WORK TASK>
Take the data below. Output it exactly from its first line through the line containing "- Activate or".

DATA PROVIDED>
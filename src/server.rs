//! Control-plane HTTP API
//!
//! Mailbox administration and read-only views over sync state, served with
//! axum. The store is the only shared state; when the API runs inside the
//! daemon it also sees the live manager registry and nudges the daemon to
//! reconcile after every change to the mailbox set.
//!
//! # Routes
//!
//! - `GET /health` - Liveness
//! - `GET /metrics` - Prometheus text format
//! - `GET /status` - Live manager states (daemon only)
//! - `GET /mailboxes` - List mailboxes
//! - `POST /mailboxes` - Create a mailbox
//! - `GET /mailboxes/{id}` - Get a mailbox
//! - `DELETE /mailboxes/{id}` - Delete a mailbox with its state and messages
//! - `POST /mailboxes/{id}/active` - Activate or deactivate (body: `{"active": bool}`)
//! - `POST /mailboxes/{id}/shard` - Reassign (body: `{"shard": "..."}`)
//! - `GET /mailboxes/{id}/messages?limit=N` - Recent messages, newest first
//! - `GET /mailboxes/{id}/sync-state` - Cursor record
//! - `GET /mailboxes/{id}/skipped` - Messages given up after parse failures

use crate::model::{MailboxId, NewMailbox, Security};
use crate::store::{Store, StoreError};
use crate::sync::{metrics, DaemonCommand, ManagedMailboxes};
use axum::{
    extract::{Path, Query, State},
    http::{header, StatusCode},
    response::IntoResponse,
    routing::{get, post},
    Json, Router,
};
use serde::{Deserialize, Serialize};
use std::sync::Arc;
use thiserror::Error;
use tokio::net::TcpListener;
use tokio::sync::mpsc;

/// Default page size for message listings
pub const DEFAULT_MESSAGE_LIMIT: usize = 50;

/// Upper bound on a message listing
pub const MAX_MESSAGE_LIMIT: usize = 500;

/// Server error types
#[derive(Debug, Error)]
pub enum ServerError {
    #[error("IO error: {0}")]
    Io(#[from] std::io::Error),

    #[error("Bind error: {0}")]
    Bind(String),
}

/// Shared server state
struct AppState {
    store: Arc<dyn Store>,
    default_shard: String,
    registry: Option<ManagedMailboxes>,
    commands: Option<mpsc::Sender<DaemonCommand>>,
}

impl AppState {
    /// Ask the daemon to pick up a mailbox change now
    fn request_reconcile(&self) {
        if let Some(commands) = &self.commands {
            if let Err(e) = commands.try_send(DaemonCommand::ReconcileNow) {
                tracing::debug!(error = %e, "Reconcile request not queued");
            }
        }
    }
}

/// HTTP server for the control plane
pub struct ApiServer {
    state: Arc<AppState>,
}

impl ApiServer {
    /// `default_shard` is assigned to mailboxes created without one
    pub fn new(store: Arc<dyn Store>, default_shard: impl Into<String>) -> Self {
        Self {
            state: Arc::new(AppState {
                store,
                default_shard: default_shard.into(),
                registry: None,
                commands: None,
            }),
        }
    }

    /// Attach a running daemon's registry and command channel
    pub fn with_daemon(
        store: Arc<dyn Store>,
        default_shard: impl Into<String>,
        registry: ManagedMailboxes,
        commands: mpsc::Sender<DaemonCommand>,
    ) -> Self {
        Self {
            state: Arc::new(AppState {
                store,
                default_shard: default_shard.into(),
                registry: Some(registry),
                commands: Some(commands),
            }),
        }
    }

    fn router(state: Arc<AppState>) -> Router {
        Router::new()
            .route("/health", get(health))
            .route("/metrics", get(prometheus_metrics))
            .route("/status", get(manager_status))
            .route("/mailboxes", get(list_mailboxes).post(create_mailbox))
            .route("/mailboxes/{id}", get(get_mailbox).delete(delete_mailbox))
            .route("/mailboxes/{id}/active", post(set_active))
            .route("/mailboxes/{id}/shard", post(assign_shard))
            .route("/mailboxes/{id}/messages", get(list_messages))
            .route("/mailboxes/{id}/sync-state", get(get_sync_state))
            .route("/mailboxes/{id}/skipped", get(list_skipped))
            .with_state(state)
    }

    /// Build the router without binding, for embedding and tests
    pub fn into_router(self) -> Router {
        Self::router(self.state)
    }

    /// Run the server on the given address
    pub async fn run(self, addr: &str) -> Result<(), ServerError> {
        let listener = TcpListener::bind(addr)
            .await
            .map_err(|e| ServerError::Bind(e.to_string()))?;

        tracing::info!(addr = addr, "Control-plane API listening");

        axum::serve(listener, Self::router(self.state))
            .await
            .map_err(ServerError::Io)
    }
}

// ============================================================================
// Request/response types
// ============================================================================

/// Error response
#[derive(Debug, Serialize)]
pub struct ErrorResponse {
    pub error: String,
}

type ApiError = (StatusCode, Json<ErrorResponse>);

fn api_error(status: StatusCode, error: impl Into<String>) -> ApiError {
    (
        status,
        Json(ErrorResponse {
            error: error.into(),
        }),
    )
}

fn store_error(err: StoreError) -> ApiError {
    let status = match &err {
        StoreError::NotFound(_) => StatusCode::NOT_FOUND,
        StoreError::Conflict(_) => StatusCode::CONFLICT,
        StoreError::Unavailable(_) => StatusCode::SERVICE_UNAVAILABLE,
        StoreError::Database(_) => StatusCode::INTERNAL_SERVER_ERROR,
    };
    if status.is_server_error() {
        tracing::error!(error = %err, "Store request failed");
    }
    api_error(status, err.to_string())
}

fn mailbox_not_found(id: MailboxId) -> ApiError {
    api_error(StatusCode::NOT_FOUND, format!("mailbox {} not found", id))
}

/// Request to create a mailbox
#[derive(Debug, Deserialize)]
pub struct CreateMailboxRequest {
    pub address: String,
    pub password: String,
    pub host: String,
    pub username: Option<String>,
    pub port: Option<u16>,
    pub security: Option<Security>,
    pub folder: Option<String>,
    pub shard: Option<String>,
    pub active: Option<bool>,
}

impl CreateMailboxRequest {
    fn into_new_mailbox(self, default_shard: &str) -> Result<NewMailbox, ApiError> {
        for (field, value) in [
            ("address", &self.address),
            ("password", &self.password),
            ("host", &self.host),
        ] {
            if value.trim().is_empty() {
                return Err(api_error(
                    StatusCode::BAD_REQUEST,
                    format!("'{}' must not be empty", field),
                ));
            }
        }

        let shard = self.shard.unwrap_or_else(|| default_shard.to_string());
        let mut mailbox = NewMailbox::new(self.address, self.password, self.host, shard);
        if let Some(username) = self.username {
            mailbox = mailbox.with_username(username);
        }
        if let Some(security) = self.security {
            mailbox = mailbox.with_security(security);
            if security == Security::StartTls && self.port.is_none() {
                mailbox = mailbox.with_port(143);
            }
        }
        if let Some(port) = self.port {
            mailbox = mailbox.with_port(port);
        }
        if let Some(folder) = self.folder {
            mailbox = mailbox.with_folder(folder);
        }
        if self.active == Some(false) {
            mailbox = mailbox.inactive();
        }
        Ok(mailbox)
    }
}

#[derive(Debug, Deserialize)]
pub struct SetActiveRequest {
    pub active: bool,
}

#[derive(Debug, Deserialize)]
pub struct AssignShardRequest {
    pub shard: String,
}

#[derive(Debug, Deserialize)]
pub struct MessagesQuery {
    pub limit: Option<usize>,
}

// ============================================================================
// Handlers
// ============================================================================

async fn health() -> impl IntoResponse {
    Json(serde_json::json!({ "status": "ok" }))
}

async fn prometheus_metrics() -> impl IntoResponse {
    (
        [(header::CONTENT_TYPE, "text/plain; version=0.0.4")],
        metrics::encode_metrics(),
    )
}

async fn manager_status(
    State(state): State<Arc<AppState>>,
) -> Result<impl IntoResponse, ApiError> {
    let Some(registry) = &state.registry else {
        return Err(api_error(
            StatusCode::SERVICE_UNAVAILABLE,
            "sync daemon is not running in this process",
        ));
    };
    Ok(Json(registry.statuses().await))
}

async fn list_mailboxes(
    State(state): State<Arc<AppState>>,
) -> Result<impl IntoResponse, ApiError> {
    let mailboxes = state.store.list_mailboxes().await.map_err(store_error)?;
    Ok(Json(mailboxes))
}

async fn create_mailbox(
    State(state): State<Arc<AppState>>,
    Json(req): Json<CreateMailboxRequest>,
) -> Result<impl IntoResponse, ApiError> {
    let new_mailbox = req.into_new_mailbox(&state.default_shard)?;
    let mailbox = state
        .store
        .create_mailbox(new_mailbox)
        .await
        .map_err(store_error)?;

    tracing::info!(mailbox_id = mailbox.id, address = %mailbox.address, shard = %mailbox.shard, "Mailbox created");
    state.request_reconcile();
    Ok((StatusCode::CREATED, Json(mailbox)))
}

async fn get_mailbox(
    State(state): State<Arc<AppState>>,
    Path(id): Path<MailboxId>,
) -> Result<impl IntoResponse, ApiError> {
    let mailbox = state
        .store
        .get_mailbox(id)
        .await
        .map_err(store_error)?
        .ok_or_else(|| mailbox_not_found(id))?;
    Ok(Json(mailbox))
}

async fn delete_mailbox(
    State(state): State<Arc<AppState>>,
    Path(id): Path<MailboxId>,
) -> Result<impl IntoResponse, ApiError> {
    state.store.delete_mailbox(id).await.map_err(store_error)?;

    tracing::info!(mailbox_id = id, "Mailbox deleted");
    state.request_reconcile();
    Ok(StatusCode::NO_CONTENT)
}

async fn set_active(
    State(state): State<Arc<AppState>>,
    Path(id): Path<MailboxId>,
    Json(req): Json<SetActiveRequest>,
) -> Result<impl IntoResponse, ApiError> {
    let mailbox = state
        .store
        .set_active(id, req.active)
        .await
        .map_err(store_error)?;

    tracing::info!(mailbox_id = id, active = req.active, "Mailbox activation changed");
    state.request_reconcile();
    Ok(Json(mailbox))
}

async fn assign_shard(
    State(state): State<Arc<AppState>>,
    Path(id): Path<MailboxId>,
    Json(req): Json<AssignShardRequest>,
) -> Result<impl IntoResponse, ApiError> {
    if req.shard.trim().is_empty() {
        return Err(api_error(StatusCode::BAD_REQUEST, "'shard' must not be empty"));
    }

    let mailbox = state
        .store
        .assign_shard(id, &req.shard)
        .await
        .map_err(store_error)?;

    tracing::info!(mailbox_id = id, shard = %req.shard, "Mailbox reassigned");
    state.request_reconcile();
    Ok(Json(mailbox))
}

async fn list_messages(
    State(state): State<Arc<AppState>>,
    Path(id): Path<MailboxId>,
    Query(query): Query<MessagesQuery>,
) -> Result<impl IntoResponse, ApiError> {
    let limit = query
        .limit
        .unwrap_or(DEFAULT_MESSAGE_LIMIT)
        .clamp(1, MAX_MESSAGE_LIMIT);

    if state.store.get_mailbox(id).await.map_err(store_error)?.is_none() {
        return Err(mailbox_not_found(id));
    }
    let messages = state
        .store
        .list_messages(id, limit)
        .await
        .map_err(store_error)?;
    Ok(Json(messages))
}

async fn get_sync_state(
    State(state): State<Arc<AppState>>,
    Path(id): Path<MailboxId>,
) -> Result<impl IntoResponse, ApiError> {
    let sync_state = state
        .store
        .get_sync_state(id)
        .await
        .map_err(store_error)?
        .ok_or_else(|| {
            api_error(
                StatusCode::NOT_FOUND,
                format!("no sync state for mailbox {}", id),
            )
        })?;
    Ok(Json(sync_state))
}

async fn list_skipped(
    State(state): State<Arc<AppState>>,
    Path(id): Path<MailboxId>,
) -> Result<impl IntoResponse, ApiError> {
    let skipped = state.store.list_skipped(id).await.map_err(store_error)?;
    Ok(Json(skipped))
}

SOLUTION FOR THIS PROBLEM>
filename src/server.rs
//! Control-plane HTTP API
//!
//! Mailbox administration and read-only views over sync state, served with
//! axum. The store is the only shared state; when the API runs inside the
//! daemon it also sees the live manager registry and nudges the daemon to
//! reconcile after every change to the mailbox set.
//!
//! # Routes
//!
//! - `GET /health` - Liveness
//! - `GET /metrics` - Prometheus text format
//! - `GET /status` - Live manager states (daemon only)
//! - `GET /mailboxes` - List mailboxes
//! - `POST /mailboxes` - Create a mailbox
//! - `GET /mailboxes/{id}` - Get a mailbox
//! - `DELETE /mailboxes/{id}` - Delete a mailbox with its state and messages
//! - `POST /mailboxes/{id}/active` - Activate or deactivate (body: `{"active": bool}`)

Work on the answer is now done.